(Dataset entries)
↓

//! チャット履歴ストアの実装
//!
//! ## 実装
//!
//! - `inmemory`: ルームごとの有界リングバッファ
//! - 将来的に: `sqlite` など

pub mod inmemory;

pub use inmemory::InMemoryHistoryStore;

↑

Reproduce each line, exactly as it appears, from the one that contains "pub mod inmemory;" through the last line of the records. Add no other lines.

YOUR SOLUTION:
pub mod inmemory;

pub use inmemory::InMemoryHistoryStore;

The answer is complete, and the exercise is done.